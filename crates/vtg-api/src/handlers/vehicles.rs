//! Vehicle capability handlers

use axum::extract::rejection::JsonRejection;
use axum::extract::{Path, State};
use axum::Json;
use serde::Deserialize;
use tracing::info;
use vtg_core::{Battery, Door, EngineCommand, EngineCommandResult, Fuel, VehicleInfo};

use crate::error::ApiError;
use crate::state::AppState;

/// Body of `POST /vehicles/{vehicle_id}/engine`
#[derive(Debug, Deserialize)]
pub struct EngineRequest {
    pub action: String,
}

/// GET /vehicles/{vehicle_id}
pub async fn get_vehicle_info(
    State(state): State<AppState>,
    Path(vehicle_id): Path<String>,
) -> Result<Json<VehicleInfo>, ApiError> {
    let brand = state.brand_for(&vehicle_id).await?;
    let info = state.selector().vehicle_info(&brand, &vehicle_id).await?;
    Ok(Json(info))
}

/// GET /vehicles/{vehicle_id}/doors
pub async fn get_doors(
    State(state): State<AppState>,
    Path(vehicle_id): Path<String>,
) -> Result<Json<Vec<Door>>, ApiError> {
    let brand = state.brand_for(&vehicle_id).await?;
    let doors = state.selector().door_status(&brand, &vehicle_id).await?;
    Ok(Json(doors))
}

/// GET /vehicles/{vehicle_id}/fuel
pub async fn get_fuel(
    State(state): State<AppState>,
    Path(vehicle_id): Path<String>,
) -> Result<Json<Fuel>, ApiError> {
    let brand = state.brand_for(&vehicle_id).await?;
    let fuel = state.selector().fuel_level(&brand, &vehicle_id).await?;
    Ok(Json(fuel))
}

/// GET /vehicles/{vehicle_id}/battery
pub async fn get_battery(
    State(state): State<AppState>,
    Path(vehicle_id): Path<String>,
) -> Result<Json<Battery>, ApiError> {
    let brand = state.brand_for(&vehicle_id).await?;
    let battery = state.selector().battery_level(&brand, &vehicle_id).await?;
    Ok(Json(battery))
}

/// POST /vehicles/{vehicle_id}/engine
///
/// The action is validated before the vehicle is resolved, so a bad token
/// is a 400 even for unknown vehicles.
pub async fn post_engine(
    State(state): State<AppState>,
    Path(vehicle_id): Path<String>,
    body: Result<Json<EngineRequest>, JsonRejection>,
) -> Result<Json<EngineCommandResult>, ApiError> {
    let Json(request) = body?;
    let command: EngineCommand = request.action.parse()?;

    let brand = state.brand_for(&vehicle_id).await?;
    info!(vehicle_id = %vehicle_id, brand = %brand, command = %command, "Engine command");
    let result = state
        .selector()
        .set_engine_state(&brand, &vehicle_id, command)
        .await?;
    Ok(Json(result))
}
//! vtg-core - Core traits and types for the vehicle telemetry gateway
//!
//! This crate provides the normalized domain model and the abstractions that
//! let brand-specific adapters (GM, ...) serve the same REST API:
//!
//! - [`VehicleAdapter`]: the fixed capability interface every brand implements
//! - [`VehicleResolver`]: maps an opaque vehicle id to the [`BrandTag`] of its adapter
//! - [`AdapterError`]: the single error taxonomy shared by all layers

pub mod adapter;
pub mod error;
pub mod models;
pub mod resolver;
pub mod translation;

pub use adapter::VehicleAdapter;
pub use error::{AdapterError, AdapterResult, TranslationError};
pub use models::*;
pub use resolver::{BrandSource, StaticBrandSource, VehicleResolver};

***

(How to complete this task)
Going through the data above, count each line that contains "capability" and give only that figure.

(Reply)
2